- Dates: May
- Location: Cowbridge
- Founded: 2004
- Founders: Cowbridge Charter Trust
- Attendance: 15,000
- Website: www.cowbridgefoodanddrink.org

= Cowbridge Food and Drink Festival =

Food festival held in Vale of Glamorgan, Wales

Cowbridge Food and Drink Festival is an annual food festival held in Cowbridge, Vale of Glamorgan, Wales.

==Overview==

The festival takes place over the May Bank Holiday (Sunday 29 and Monday 30 May) and attracts up to 15,000 people. There is an entry fee.

The festival has a wide variety of stalls, live demonstrations and attractions that are held each day. The food stalls are located at the Arthur John carpark. There are over 80 food and drink exhibitors, which have included an oyster bar and a champagne tent.
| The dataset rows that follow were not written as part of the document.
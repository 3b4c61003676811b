//! Authentication core
//!
//! Login, registration and refresh-token rotation over the store traits.
//! Refresh tokens are single-use: a successful redemption revokes the row
//! and mints a new pair. Presenting a token that is already revoked is
//! treated as theft, and every refresh token of that user is revoked.

use std::sync::Arc;

use crate::auth::claims::{CandidateSnapshot, CompanySnapshot, SessionProfile};
use crate::auth::jwt::{generate_access_token, validate_access_token, ExpiryPolicy};
use crate::auth::refresh_token::{generate_refresh_token, hash_refresh_token};
use crate::auth::session::Session;
use crate::configuration::JwtSettings;
use crate::domain::{Candidate, Company, NewUser, RefreshTokenRecord, User, UserRole};
use crate::error::{AuthError, StoreError};
use crate::store::{CandidateRepository, CompanyRepository, CredentialStore, RefreshTokenLedger};

/// Trim and lower-case an email so lookups are case-insensitive
pub fn normalize_email(email: &str) -> String {
    email.trim().to_lowercase()
}

#[derive(Clone)]
pub struct AuthService {
    credentials: Arc<dyn CredentialStore>,
    companies: Arc<dyn CompanyRepository>,
    candidates: Arc<dyn CandidateRepository>,
    ledger: Arc<dyn RefreshTokenLedger>,
    config: JwtSettings,
}

impl AuthService {
    pub fn new(
        credentials: Arc<dyn CredentialStore>,
        companies: Arc<dyn CompanyRepository>,
        candidates: Arc<dyn CandidateRepository>,
        ledger: Arc<dyn RefreshTokenLedger>,
        config: JwtSettings,
    ) -> Self {
        Self {
            credentials,
            companies,
            candidates,
            ledger,
            config,
        }
    }

    pub fn config(&self) -> &JwtSettings {
        &self.config
    }

    /// # Errors
    /// `UserNotFound` for an unknown email, `InvalidCredentials` for a wrong password
    #[tracing::instrument(name = "Login", skip(self, password))]
    pub async fn login(&self, email: &str, password: &str) -> Result<Session, AuthError> {
        let email = normalize_email(email);

        let user = self
            .credentials
            .find_by_email(&email)
            .await?
            .ok_or_else(|| AuthError::UserNotFound(email.clone()))?;

        if !self.credentials.check_password(&user, password).await? {
            return Err(AuthError::InvalidCredentials);
        }

        let session = self.issue_session(&user).await?;
        tracing::info!(user_id = %user.id, "User logged in successfully");
        Ok(session)
    }

    #[tracing::instrument(name = "Register company", skip(self, password, company))]
    pub async fn register_company(
        &self,
        email: &str,
        password: &str,
        mut company: Company,
    ) -> Result<Session, AuthError> {
        let user = self.create_account(email, password, UserRole::Company).await?;

        company.account_id = Some(user.id);
        if let Err(e) = self.companies.add_company(company).await {
            self.roll_back_account(&user, &e).await;
            return Err(AuthError::Internal(
                "failed to store company profile".to_string(),
            ));
        }

        let session = self.issue_session(&user).await?;
        tracing::info!(user_id = %user.id, "Company registered successfully");
        Ok(session)
    }

    #[tracing::instrument(name = "Register candidate", skip(self, password, candidate))]
    pub async fn register_candidate(
        &self,
        email: &str,
        password: &str,
        mut candidate: Candidate,
    ) -> Result<Session, AuthError> {
        let user = self.create_account(email, password, UserRole::Candidate).await?;

        candidate.account_id = Some(user.id);
        if let Err(e) = self.candidates.add_candidate(candidate).await {
            self.roll_back_account(&user, &e).await;
            return Err(AuthError::Internal(
                "failed to store candidate profile".to_string(),
            ));
        }

        let session = self.issue_session(&user).await?;
        tracing::info!(user_id = %user.id, "Candidate registered successfully");
        Ok(session)
    }

    /// Redeem `refresh_token` for a new session
    ///
    /// Checks, in order: access-token signature (expiry ignored), ledger
    /// lookup, ledger expiry, `jti` binding, revocation. The revoke is a
    /// conditional write, so of two concurrent redemptions only one wins and
    /// the other is handled exactly like a replay.
    #[tracing::instrument(name = "Refresh token", skip_all)]
    pub async fn refresh_token(
        &self,
        access_token: &str,
        refresh_token: &str,
    ) -> Result<Session, AuthError> {
        let claims = validate_access_token(access_token, &self.config, ExpiryPolicy::Ignore)
            .map_err(|_| AuthError::InvalidToken)?;

        let token_hash = hash_refresh_token(refresh_token);
        let stored = self
            .ledger
            .find(&token_hash)
            .await?
            .ok_or(AuthError::RefreshTokenNotFound)?;

        if stored.is_expired() {
            tracing::info!(user_id = %stored.user_id, "Refresh token expired");
            return Err(AuthError::TokenExpired);
        }

        if stored.jwt_id != claims.jti {
            tracing::warn!(user_id = %stored.user_id, "Refresh token presented with a foreign access token");
            return Err(AuthError::TokenMismatch);
        }

        if stored.is_revoked || !self.ledger.revoke_if_active(&token_hash).await? {
            let revoked = self.ledger.revoke_all_for_user(stored.user_id).await?;
            tracing::warn!(
                user_id = %stored.user_id,
                revoked_tokens = revoked,
                "Revoked refresh token reused, all sessions of the user revoked"
            );
            return Err(AuthError::TokenRevoked);
        }

        let user = self
            .credentials
            .find_by_id(stored.user_id)
            .await?
            .ok_or_else(|| AuthError::UserNotFound(claims.email.clone()))?;

        let session = self.issue_session(&user).await?;
        tracing::info!(user_id = %user.id, "Token refreshed successfully");
        Ok(session)
    }

    async fn create_account(
        &self,
        email: &str,
        password: &str,
        role: UserRole,
    ) -> Result<User, AuthError> {
        let email = normalize_email(email);

        if self.credentials.find_by_email(&email).await?.is_some() {
            return Err(AuthError::AlreadyExists(email));
        }

        let new_user = NewUser {
            email: email.clone(),
            role,
        };
        self.credentials
            .create(new_user, password)
            .await
            .map_err(|e| match e {
                StoreError::Duplicate(_) => AuthError::AlreadyExists(email),
                other => other.into(),
            })
    }

    /// Compensating delete for a credential whose profile could not be stored.
    /// Failure here is logged, never surfaced.
    async fn roll_back_account(&self, user: &User, cause: &StoreError) {
        tracing::error!(user_id = %user.id, error = %cause, "Profile creation failed, rolling back account");

        if let Err(e) = self.credentials.delete(user).await {
            tracing::error!(
                user_id = %user.id,
                error = %e,
                "Failed to roll back account after profile creation failure"
            );
        }
    }

    async fn load_profile(&self, user: &User) -> Result<SessionProfile, AuthError> {
        let profile = match user.role {
            UserRole::Company => self
                .companies
                .find_by_account(user.id)
                .await?
                .map(|company| SessionProfile::Company(CompanySnapshot::from(&company))),
            UserRole::Candidate => self
                .candidates
                .find_by_account(user.id)
                .await?
                .map(|candidate| SessionProfile::Candidate(CandidateSnapshot::from(&candidate))),
        };
        Ok(profile.unwrap_or_default())
    }

    /// Sign an access token and record the refresh token bound to its `jti`
    async fn issue_session(&self, user: &User) -> Result<Session, AuthError> {
        let profile = self.load_profile(user).await?;
        let issued = generate_access_token(user, profile, &self.config)?;

        let refresh_token = generate_refresh_token(self.config.refresh_token_length);
        let record = RefreshTokenRecord::new(
            hash_refresh_token(&refresh_token),
            issued.claims.jti.clone(),
            user.id,
            self.config.refresh_token_lifetime_days,
        );
        self.ledger.insert(&record).await?;

        Ok(Session {
            user_id: user.id,
            access_token: issued.token,
            refresh_token,
            expires_in: self.config.access_token_lifetime_secs(),
        })
    }
}

#[cfg(test)]
mod tests {
    use super::*;

    #[test]
    fn test_normalize_email() {
        assert_eq!(normalize_email("  John@Example.COM "), "john@example.com");
    }
}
Other attractions have included a Craft Fayre selling jewellery, homeware and other items. Children's activities are held in The Old Hall Gardens and have included magic shows, face-painting and treasure hunts.

==Educational projects==

In 2016 the festival obtained funding for an educational programme focused on demonstrations promoting healthy eating and cooking on a budget.

In 2017, the festival's Forgotten Foods project explored the culinary traditions, heritage and history of Welsh cuisine, including traditional recipes such as Welsh cakes, bara brith, Welsh rabbit and cawl. These were prepared in a series of professional demonstrations that allowed people to learn about Welsh preparation methods and the history of the country's traditional dishes.

At the Old Hall Gardens site two local academics and culinary experts, known as The History Chefs, conducted a taste tour of two past eras in a series of historical interactive food sampling sessions. They explored less mechanised means of production and harvesting and created food and drink with foraged and home grown ingredients from exhibitors such as Tast Natur and Herbs in Wales.

==Charitable work==

In 2017 the festival raised money for Tŷ Hafan by exhibiting a sculpture of a Snow Puppy made from canvas for young people to finger-paint in a choice of three colours. This event was part of Snowdogs: Tails in Wales trail, a collaborative art event between Tŷ Hafan and Wild in Art. Painted Snow Dogs from across Wales were positioned at various locations in Cardiff and the Vale of Glamorgan. The Cowbridge Puppy was subsequently auctioned to raise further funds for Tŷ Hafan.

The festival has also set up the first community fridge in South Wales for people to deposit surplus food for use by others. The fridge is located at Cathays Community Centre in Cardiff.

==Structure and rationale==

The festival was founded in 2004 by the Cowbridge Charter Trust, a registered charity, as part of its 750-year celebrations. The Trust was formed in 2003 with support from over 200 patrons in order to celebrate 750 years since the granting of the first ancient borough charter on 13 March 1254 by Richard de Clare, 6th Earl of Gloucester and Lord of Glamorgan. The festival is run by a private company limited by guarantee.